Spanish resort group to build three hotels here
GRUPO Pinero, one of Spain’s major hotel owners and operators, yesterday formally acquired a 200-acre property at Pear Tree Bay on Jamaica’s north coast, where it plans to build three 600-room hotels geared to European travellers.
Neither Pinero nor Tankweld Ltd, the construction and engineering company which sold the property, disclosed the value of their deal, but the development minister, Paul Robertson, said that Pinero’s plan for the 1,800 hotel rooms would make the investment “the largest single hotel development in Jamaica’s history”. Each property will cost between US$60 million and US$100 million.
The development is to be over three years, with the first phase being the construction of two properties which will include shopping and entertainment facilities.
Pinero already has hotels and tourism-related ventures in Spain, Portugal, Russia, the Dominican Republic, Cuba, Mexico and Brazil.
Encarna Pinero, a senior executive in the family-controlled group, said that Jamaica’s reputation in international tourism was a catalyst for Pinero’s decision to come to the island.
“Jamaica has a good name in Europe and we hope to capitalise on that by bringing more tourists to the destination,” she said at a signing ceremony in Kingston at the offices of the Government’s trade and investment promotion agency, JAMPRO.
The property that Pinero has acquired is located between Discovery Bay and Runaway Bay. The land already has in place development infrastructure and most environmental and planning approvals and according to Tankweld’s CEO, Chris Bicknell, it was the dream of his late father for it to have been developed into a resort.
“We are not just transferring to you our property, but also our dream of a resort development,” Bicknell told the Pinero executives at the signing.
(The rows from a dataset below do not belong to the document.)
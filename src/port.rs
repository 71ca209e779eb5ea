//! Server port detection from Spring Boot project configuration.
//!
//! Read-only and best effort: each source is matched by a single pattern and
//! anything unreadable or unmatched falls through to the next one.

use std::sync::OnceLock;

use regex::Regex;

/// Port used when no project configuration declares one.
pub const DEFAULT_PORT: &str = "8080";

/// Properties file, relative to the workspace root.
pub const PROPERTIES_FILE: &str = "src/main/resources/application.properties";

/// YAML candidates, relative to the workspace root, in lookup order.
pub const YAML_FILES: [&str; 2] = [
    "src/main/resources/application.yml",
    "src/main/resources/application.yaml",
];

fn properties_port_re() -> &'static Regex {
    static RE: OnceLock<Regex> = OnceLock::new();
    RE.get_or_init(|| {
        Regex::new(r"(?m)^[ \t]*server\.port[ \t]*=[ \t]*(\d+)").expect("properties pattern is valid")
    })
}

fn yaml_port_re() -> &'static Regex {
    static RE: OnceLock<Regex> = OnceLock::new();
    RE.get_or_init(|| {
        Regex::new(r"(?m)^server:[ \t]*\r?\n[ \t]+port:[ \t]*(\d+)").expect("yaml pattern is valid")
    })
}

/// `server.port = <digits>` from a properties file.
pub fn port_from_properties(text: &str) -> Option<String> {
    properties_port_re()
        .captures(text)
        .and_then(|caps| caps.get(1))
        .map(|m| m.as_str().to_string())
}

/// `server:` directly followed by an indented `port: <digits>`.
pub fn port_from_yaml(text: &str) -> Option<String> {
    yaml_port_re()
        .captures(text)
        .and_then(|caps| caps.get(1))
        .map(|m| m.as_str().to_string())
}

/// Resolve the runtime port: properties file, then the YAML files, then
/// [`DEFAULT_PORT`]. `read` returns the text of a workspace-relative file.
pub fn resolve_port<F>(read: F) -> String
where
    F: Fn(&str) -> Option<String>,
{
    if let Some(port) = read(PROPERTIES_FILE).as_deref().and_then(port_from_properties) {
        return port;
    }
    YAML_FILES
        .into_iter()
        .find_map(|file| read(file).as_deref().and_then(port_from_yaml))
        .unwrap_or_else(|| DEFAULT_PORT.to_string())
}

/// Base URL used when none is configured.
pub fn default_base_url(port: &str) -> String {
    format!("https://localhost:{port}")
}
//! Endpoint comments language server over stdio.

use endpoint_comments::backend::Backend;
use tower_lsp::{LspService, Server};
use tracing_subscriber::EnvFilter;

#[tokio::main]
async fn main() {
    // stdout carries the JSON-RPC stream
    let filter = EnvFilter::try_from_default_env()
        .unwrap_or_else(|_| EnvFilter::new("warn,endpoint_comments=info"));
    tracing_subscriber::fmt()
        .with_env_filter(filter)
        .with_writer(std::io::stderr)
        .with_ansi(false)
        .init();

    let stdin = tokio::io::stdin();
    let stdout = tokio::io::stdout();

    let (service, socket) = LspService::new(Backend::new);
    Server::new(stdin, stdout, socket).serve(service).await;
}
“We are not ashamed to say that whilst the work we have done to date is invaluable to any developer, resort development is not our core business,” he added. “We know that you are better equipped to take over the development from here on, using your proven successful formula that you have replicated elsewhere in the world.”
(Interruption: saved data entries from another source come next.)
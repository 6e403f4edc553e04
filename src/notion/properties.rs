use serde::Deserialize;
use serde_json::{
    json,
    Map,
    Value,
};

/// Partial property map sent as the body of a page update.
pub type PropertyPatch = Map<String, Value>;

/// The property representations this crate reads. Anything else fails the
/// tagged deserialization and falls back to the kind's default.
#[derive(Debug, Deserialize)]
#[serde(tag = "type", rename_all = "snake_case")]
enum PropertyValue {
    Title { title: Vec<RichTextSegment> },
    RichText { rich_text: Vec<RichTextSegment> },
    Date { date: Option<DateValue> },
    Select { select: Option<SelectOption> },
    MultiSelect { multi_select: Vec<SelectOption> },
    Number { number: Option<f64> },
    Status { status: Option<SelectOption> },
}

#[derive(Debug, Deserialize)]
struct RichTextSegment {
    #[serde(default)]
    plain_text: String,
}

#[derive(Debug, Deserialize)]
struct DateValue {
    #[serde(default)]
    start: String,
}

#[derive(Debug, Deserialize)]
struct SelectOption {
    #[serde(default)]
    name: String,
}

fn parse(property: Option<&Value>) -> Option<PropertyValue> {
    property.and_then(|value| serde_json::from_value(value.clone()).ok())
}

/// Text content of a property: first segment of title/rich text, start of a
/// date, name of a select, joined names of a multi-select. Anything missing
/// or malformed is an empty string.
pub fn text_value(property: Option<&Value>) -> String {
    match parse(property) {
        Some(PropertyValue::Title { title }) => first_plain_text(title),
        Some(PropertyValue::RichText { rich_text }) => first_plain_text(rich_text),
        Some(PropertyValue::Date { date }) => date.map(|d| d.start).unwrap_or_default(),
        Some(PropertyValue::Select { select }) => select.map(|s| s.name).unwrap_or_default(),
        Some(PropertyValue::MultiSelect { multi_select }) => multi_select
            .into_iter()
            .map(|option| option.name)
            .collect::<Vec<_>>()
            .join(", "),
        _ => String::new(),
    }
}

/// Numeric value of a number property, 0 when absent or a different kind.
pub fn number_value(property: Option<&Value>) -> f64 {
    match parse(property) {
        Some(PropertyValue::Number { number }) => number.unwrap_or(0.0),
        _ => 0.0,
    }
}

/// Display name of a status property, empty when absent or unset.
pub fn status_value(property: Option<&Value>) -> String {
    match parse(property) {
        Some(PropertyValue::Status { status }) => status.map(|s| s.name).unwrap_or_default(),
        _ => String::new(),
    }
}

fn first_plain_text(segments: Vec<RichTextSegment>) -> String {
    segments.into_iter().next().map(|segment| segment.plain_text).unwrap_or_default()
}

// Outbound builders, one per property shape the mutator writes.

pub fn rich_text_payload(text: &str) -> Value {
    json!({ "rich_text": [{ "text": { "content": text } }] })
}

pub fn status_payload(name: &str) -> Value {
    json!({ "status": { "name": name } })
}

pub fn number_payload(value: u32) -> Value {
    json!({ "number": value })
}

pub fn date_payload(start: &str) -> Value {
    json!({ "date": { "start": start } })
}
use chrono::{
    DateTime,
    FixedOffset,
    NaiveDate,
    NaiveTime,
    Utc,
};

use crate::core::models::{
    Outcome,
    Record,
};

/// Quiz days roll over on Japan Standard Time regardless of host locale.
pub fn jst() -> FixedOffset {
    FixedOffset::east_opt(9 * 3600).expect("UTC+9 is a valid offset")
}

/// Reads a stored attempt timestamp: RFC 3339 with any offset, or a bare
/// date treated as midnight UTC. Anything else is ignored.
pub fn parse_attempt_timestamp(raw: &str) -> Option<DateTime<Utc>> {
    if raw.is_empty() {
        return None;
    }

    if let Ok(parsed) = DateTime::parse_from_rfc3339(raw) {
        return Some(parsed.with_timezone(&Utc));
    }

    NaiveDate::parse_from_str(raw, "%Y-%m-%d")
        .ok()
        .map(|date| date.and_time(NaiveTime::MIN).and_utc())
}

/// Attempt timestamp as shown in the per-record stats panel.
pub fn format_attempt_timestamp(raw: &str) -> Option<String> {
    parse_attempt_timestamp(raw).map(|parsed| parsed.format("%Y-%m-%d %H:%M").to_string())
}

/// Counters for the current UTC+9 day, kept in step with the user's answers.
#[derive(Debug, Clone, Copy, Default, PartialEq, Eq)]
pub struct TodayStats {
    pub answered: u32,
    pub correct: u32,
}

impl TodayStats {
    /// Counts the records already answered on `now`'s UTC+9 calendar date.
    pub fn from_records(records: &[Record], now: DateTime<Utc>) -> Self {
        let today = now.with_timezone(&jst()).date_naive();

        let mut stats = TodayStats::default();
        for record in records {
            if !record.is_correct() && !record.is_incorrect() {
                continue;
            }

            let parsed = record.attempted_at.as_deref().and_then(parse_attempt_timestamp);
            let attempted = match parsed {
                Some(attempted) => attempted,
                None => continue,
            };

            if attempted.with_timezone(&jst()).date_naive() == today {
                stats.answered += 1;
                if record.is_correct() {
                    stats.correct += 1;
                }
            }
        }

        stats
    }

    /// Optimistic bump applied before the remote write.
    pub fn record(&mut self, outcome: Outcome) {
        self.answered += 1;
        if outcome == Outcome::Correct {
            self.correct += 1;
        }
    }

    /// Exact inverse of `record`, for when the remote write fails.
    pub fn roll_back(&mut self, outcome: Outcome) {
        self.answered = self.answered.saturating_sub(1);
        if outcome == Outcome::Correct {
            self.correct = self.correct.saturating_sub(1);
        }
    }

    pub fn incorrect(&self) -> u32 {
        self.answered.saturating_sub(self.correct)
    }

    pub fn correct_rate(&self) -> f64 {
        rate(self.correct as usize, self.answered as usize)
    }

    pub fn incorrect_rate(&self) -> f64 {
        rate(self.incorrect() as usize, self.answered as usize)
    }
}

/// Whole-table tallies, derived on demand rather than stored.
#[derive(Debug, Clone, Copy, Default, PartialEq, Eq)]
pub struct OverallStats {
    pub total: usize,
    pub correct: usize,
    pub incorrect: usize,
    pub unanswered: usize,
}

impl OverallStats {
    pub fn of(records: &[Record]) -> Self {
        let mut stats = OverallStats { total: records.len(), ..OverallStats::default() };

        for record in records {
            if record.is_correct() {
                stats.correct += 1;
            } else if record.is_incorrect() {
                stats.incorrect += 1;
            } else if record.is_unanswered() {
                stats.unanswered += 1;
            }
        }

        stats
    }

    pub fn correct_rate(&self) -> f64 {
        rate(self.correct, self.total)
    }

    pub fn incorrect_rate(&self) -> f64 {
        rate(self.incorrect, self.total)
    }
}

fn rate(part: usize, total: usize) -> f64 {
    if total == 0 {
        0.0
    } else {
        part as f64 / total as f64 * 100.0
    }
}

#[cfg(test)]
mod tests {
    use chrono::TimeZone;

    use super::*;

    fn answered(page_id: &str, status: &str, attempted_at: &str) -> Record {
        Record {
            page_id: page_id.to_string(),
            front: String::new(),
            back: String::new(),
            note: String::new(),
            part_of_speech: String::new(),
            status: status.to_string(),
            mistake_count: 0,
            attempted_at: (!attempted_at.is_empty()).then(|| attempted_at.to_string()),
            examples: Vec::new(),
        }
    }

    #[test]
    fn test_parse_attempt_timestamp_formats() {
        let expected = Utc.with_ymd_and_hms(2024, 1, 15, 10, 30, 0).unwrap();

        assert_eq!(parse_attempt_timestamp("2024-01-15T10:30:00.000+00:00"), Some(expected));
        assert_eq!(parse_attempt_timestamp("2024-01-15T10:30:00Z"), Some(expected));
        assert_eq!(parse_attempt_timestamp("2024-01-15T19:30:00+09:00"), Some(expected));

        let midnight = Utc.with_ymd_and_hms(2024, 1, 15, 0, 0, 0).unwrap();
        assert_eq!(parse_attempt_timestamp("2024-01-15"), Some(midnight));

        assert!(parse_attempt_timestamp("").is_none());
        assert!(parse_attempt_timestamp("last tuesday").is_none());
    }

    #[test]
    fn test_format_attempt_timestamp() {
        assert_eq!(
            format_attempt_timestamp("2024-01-15T10:30:00+00:00").as_deref(),
            Some("2024-01-15 10:30")
        );
        assert!(format_attempt_timestamp("not a date").is_none());
    }

    #[test]
    fn test_today_counts_use_jst_day() {
        // 23:30 UTC on the 15th is already 08:30 on the 16th in UTC+9
        let now = Utc.with_ymd_and_hms(2024, 1, 16, 8, 0, 0).unwrap();
        let records = vec![
            answered("boundary", "正", "2024-01-15T23:30:00+00:00"),
            answered("yesterday", "誤", "2024-01-15T12:00:00+00:00"),
            answered("tomorrow", "正", "2024-01-16T20:00:00+00:00"),
        ];

        let stats = TodayStats::from_records(&records, now);
        assert_eq!(stats.answered, 1);
        assert_eq!(stats.correct, 1);
    }

    #[test]
    fn test_today_accepts_date_only_values() {
        let now = Utc.with_ymd_and_hms(2024, 1, 16, 8, 0, 0).unwrap();
        let records = vec![answered("dated", "正", "2024-01-16")];

        let stats = TodayStats::from_records(&records, now);
        assert_eq!(stats.answered, 1);
        assert_eq!(stats.correct, 1);
    }

    #[test]
    fn test_today_skips_unanswered_and_unparseable() {
        let now = Utc.with_ymd_and_hms(2024, 1, 16, 8, 0, 0).unwrap();
        let attempted_today = "2024-01-16T01:00:00+00:00";
        let records = vec![
            answered("pending", "未", attempted_today),
            answered("blank", "", attempted_today),
            answered("broken", "正", "16/01/2024"),
            answered("never", "誤", ""),
            answered("counted", "誤", attempted_today),
        ];

        let stats = TodayStats::from_records(&records, now);
        assert_eq!(stats.answered, 1);
        assert_eq!(stats.correct, 0);
    }

    #[test]
    fn test_record_and_roll_back_are_inverse() {
        let mut stats = TodayStats { answered: 4, correct: 2 };

        stats.record(Outcome::Correct);
        assert_eq!(stats, TodayStats { answered: 5, correct: 3 });
        stats.roll_back(Outcome::Correct);
        assert_eq!(stats, TodayStats { answered: 4, correct: 2 });

        stats.record(Outcome::Incorrect);
        assert_eq!(stats, TodayStats { answered: 5, correct: 2 });
        stats.roll_back(Outcome::Incorrect);
        assert_eq!(stats, TodayStats { answered: 4, correct: 2 });
    }

    #[test]
    fn test_rates_never_divide_by_zero() {
        let empty = TodayStats::default();
        assert_eq!(empty.correct_rate(), 0.0);
        assert_eq!(empty.incorrect_rate(), 0.0);

        let stats = TodayStats { answered: 4, correct: 3 };
        assert_eq!(stats.correct_rate(), 75.0);
        assert_eq!(stats.incorrect(), 1);
        assert_eq!(stats.incorrect_rate(), 25.0);
    }

    #[test]
    fn test_overall_stats_buckets() {
        let records = vec![
            answered("a", "正", ""),
            answered("b", "正", ""),
            answered("c", "誤", ""),
            answered("d", "未", ""),
            answered("e", "", ""),
            answered("f", "保留", ""), // unknown status lands in no bucket
        ];

        let stats = OverallStats::of(&records);
        assert_eq!(stats.total, 6);
        assert_eq!(stats.correct, 2);
        assert_eq!(stats.incorrect, 1);
        assert_eq!(stats.unanswered, 2);
        assert_eq!(stats.correct_rate(), 2.0 / 6.0 * 100.0);
    }

    #[test]
    fn test_overall_stats_empty_table() {
        let stats = OverallStats::of(&[]);
        assert_eq!(stats.total, 0);
        assert_eq!(stats.correct_rate(), 0.0);
        assert_eq!(stats.incorrect_rate(), 0.0);
    }
}
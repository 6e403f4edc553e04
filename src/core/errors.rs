use thiserror::Error;

#[derive(Error, Debug)]
pub enum TangochoError {
    #[error("I/O error: {0}")]
    Io(Box<std::io::Error>),

    #[error("JSON error: {0}")]
    Json(#[from] serde_json::Error),

    #[error("HTTP error: {0}")]
    Reqwest(Box<reqwest::Error>),

    #[error("Notion API error ({status}): {detail}")]
    Api { status: u16, detail: String },

    #[error("Configuration incomplete: {0} is not set")]
    ConfigIncomplete(String),

    #[error("No record with id: {0}")]
    UnknownRecord(String),

    #[error("TangochoError: {0}")]
    Custom(String),
}

impl From<std::io::Error> for TangochoError {
    fn from(error: std::io::Error) -> Self {
        TangochoError::Io(Box::new(error))
    }
}

impl From<reqwest::Error> for TangochoError {
    fn from(error: reqwest::Error) -> Self {
        TangochoError::Reqwest(Box::new(error))
    }
}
Robertson stressed the importance of the proposed development to Jamaica’s plan to drive the growth of tourism, the island’s major earner of foreign exchange, at about US$1.2 billion annually.
Said Robertson: “We are excited about the Pinero Group, not just because of their ability to self-finance their land acquisitions and expansive project ideas, but also because they have the ability to use their own global marketing and distribution networks to sell their destinations.”